Natalie is not alone in her experiences.
Women all over the country are experiencing severe impacts on their daily lives as a result of delays to endometriosis treatment caused by the pandemic.
Endometriosis is a condition where tissue similar to the lining of the womb starts to grow in other places, such as the ovaries and fallopian tubes.
For singer Emma Panas, this delay was too long and she was tragically found dead after two of her specialist endometriosis appointments were cancelled due to the pandemic.
Last week a coroner ruled that she died from Sudden Adult Death Syndrome, with concerns raised about the high level of painkillers in her system.
Her brother, Sebastian, told the inquest that her death was a failing of the NHS, saying that reduced care had meant she needed to self-medicate to the point where she could live.

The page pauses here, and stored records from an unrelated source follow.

// crates/autonomy-kernel/src/registry/compensation.rs
// ============================================================================
// Module: Compensation Registry (C7)
// Description: Registry of per-tool compensating actions, invoked on critical failure.
// Purpose: Undo the side effects of a call whose verification or invariant checks failed.
// Dependencies: autonomy-core
// ============================================================================

//! Registry of per-tool compensating actions, invoked on critical failure.

use std::collections::BTreeMap;

use autonomy_core::ProposedToolCall;
use autonomy_core::ToolName;
use serde_json::Value;

/// Errors raised by a [`CompensationHandler`] while undoing a call.
#[derive(Debug, thiserror::Error)]
pub enum CompensationError {
    /// The handler could not reach whatever backend the tool wraps.
    #[error("compensation handler unreachable: {0}")]
    Unreachable(String),
    /// Compensation ran but could not fully undo the original effect.
    #[error("compensation incomplete: {0}")]
    Incomplete(String),
}

/// Undoes the side effect of a prior, already-executed tool call.
pub trait CompensationHandler: Send + Sync {
    /// Attempts to compensate for `original_call`, which previously executed
    /// and produced `original_output`.
    ///
    /// # Errors
    ///
    /// Returns [`CompensationError`] if compensation cannot be completed.
    fn compensate(&self, original_call: &ProposedToolCall, original_output: &Value) -> Result<(), CompensationError>;
}

/// Errors raised when registering or resolving a compensation handler.
#[derive(Debug, thiserror::Error, PartialEq, Eq)]
pub enum CompensationRegistryError {
    /// A handler was already registered under this tool name.
    #[error("compensation handler already registered: {0}")]
    AlreadyRegistered(String),
    /// No handler is registered for this tool; the caller must treat the
    /// call as uncompensated.
    #[error("no compensation handler registered: {0}")]
    NotRegistered(String),
}

/// Registry of [`CompensationHandler`]s, keyed by the tool name they undo.
pub struct CompensationRegistry {
    handlers: BTreeMap<String, Box<dyn CompensationHandler>>,
}

impl Default for CompensationRegistry {
    fn default() -> Self {
        Self::new()
    }
}

impl CompensationRegistry {
    /// Creates an empty registry.
    #[must_use]
    pub fn new() -> Self {
        Self {
            handlers: BTreeMap::new(),
        }
    }

    /// Registers a handler for `tool_name`.
    ///
    /// # Errors
    ///
    /// Returns [`CompensationRegistryError::AlreadyRegistered`] if a handler
    /// is already registered for this tool.
    pub fn register(
        &mut self,
        tool_name: &ToolName,
        handler: impl CompensationHandler + 'static,
    ) -> Result<(), CompensationRegistryError> {
        let key = tool_name.as_str().to_string();
        if self.handlers.contains_key(&key) {
            return Err(CompensationRegistryError::AlreadyRegistered(key));
        }
        self.handlers.insert(key, Box::new(handler));
        Ok(())
    }

    /// Resolves the handler registered for `tool_name`, if any.
    ///
    /// # Errors
    ///
    /// Returns [`CompensationRegistryError::NotRegistered`] if no handler is
    /// registered; callers should treat this as "compensation unavailable",
    /// not as a pipeline error.
    pub fn resolve(&self, tool_name: &ToolName) -> Result<&dyn CompensationHandler, CompensationRegistryError> {
        self.handlers
            .get(tool_name.as_str())
            .map(std::convert::AsRef::as_ref)
            .ok_or_else(|| CompensationRegistryError::NotRegistered(tool_name.as_str().to_string()))
    }
}

#[cfg(test)]
mod tests {
    use autonomy_core::CallSource;
    use autonomy_core::Timestamp;
    use time::macros::datetime;

    use super::*;

    struct NoopCompensation;

    impl CompensationHandler for NoopCompensation {
        fn compensate(&self, _original_call: &ProposedToolCall, _original_output: &Value) -> Result<(), CompensationError> {
            Ok(())
        }
    }

    fn call() -> ProposedToolCall {
        ProposedToolCall {
            request_id: "r1".into(),
            correlation_id: "c1".into(),
            agent_id: "agent-1".into(),
            tool_name: "delete_file".into(),
            params: Value::Null,
            source: CallSource::Direct,
            proposed_at: Timestamp::from_offset_date_time(datetime!(2026-01-01 00:00:00 UTC)),
        }
    }

    #[test]
    fn resolves_registered_handler() {
        let mut registry = CompensationRegistry::new();
        registry
            .register(&ToolName::new("delete_file"), NoopCompensation)
            .expect("registration");
        let handler = registry.resolve(&ToolName::new("delete_file")).expect("resolve");
        assert!(handler.compensate(&call(), &Value::Null).is_ok());
    }

    #[test]
    fn missing_handler_is_not_an_error_caller_can_ignore() {
        let registry = CompensationRegistry::new();
        let err = match registry.resolve(&ToolName::new("delete_file")) {
            Err(err) => err,
            Ok(_) => panic!("expected a resolve error"),
        };
        assert_eq!(
            err,
            CompensationRegistryError::NotRegistered("delete_file".to_string())
        );
    }
}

A unhealthy relationship with pain medication is something which Sophie* also experienced.
“I have a history of drug addiction and substance abuse, so I try to stay away from medication as much as I can. But I could not function without taking an unhealthy amount of painkillers to get through the day, which was incredibly dangerous for me,” she said.
The 21-year-old from Essex also explained how NHS delays had left her seeking treatment privately, after her mental health had suffered due to her endometriosis.
“There were times that I relapsed into self-harm, and even times I tried to end my own life because I couldn’t see the end to the pain,” she said.
“I felt like I was going crazy. I thought I was going to have to deal with the pain until menopause which was a horrible thought.
“I decided to try private because I didn’t feel like my concerns were being taken seriously by the NHS.”
A recent study by Endometriosis UK and Oxford University found that 47% of those surveyed stated that their mental health had worsened since the pandemic began.
During the first lockdown, Sophie started a new job which gave her private medical care.
Through this, she was able to see a gynaecologist, who conducted various tests before operating only two months later to investigate and excise endometriosis.
“It was difficult emotionally for me as it was my first surgery and due to COVID I had to wake up alone, but I was able to go home the same day,” Sophie said.
“My periods are still painful but knowing that it’s an actual medical condition and that I wasn’t just over-exaggerating it really validated my feelings.”
Nicole, from Yorkshire, is currently waiting for surgery after she was told in December that this was the best way forward.
She says she is continually returning to her doctors due to her increased pain levels.
“As my symptoms worsen I am struggling to see a light at the end of the tunnel,” she said.
“Each pain day I feel like I’d rather be dead than experience this pain anymore. Endometriosis affects every aspect of my life and whilst waiting for surgery there’s nothing else I can do.
“I understand there are more important issues right now, but I am in pain every single day and not having a clue when surgery could be has been difficult. I’m exhausted and just feel defeated.”
Faye Farthing, Communications Manager at Endometriosis UK, told SWL of the unexpected challenges to their treatment those with the condition have experienced as a result of COVID.
She said: “We are hearing lots of stories around not being able to obtain medications, or being asked to change to different drugs which might not have the same effects, which can be upsetting and unsettling.”
Farthing also called for the end of the current postcode lottery to accessing healthcare practitioners who specialize in endometriosis, and said that now was the opportunity for a reassessment of the current delivery of endometriosis treatment.
She added: “It’s important that those with endometriosis are not left in the dark about when they can expect their care to resume, and that integrated pathways are adopted to support a person’s physical and mental health.
“Implementing effective processes within the NHS will help healthcare practitioners support diagnosis and get those with endometriosis symptoms to the right place, in hospitals with the right expertise, at the right time.”
*Some names have been changed for anonymity.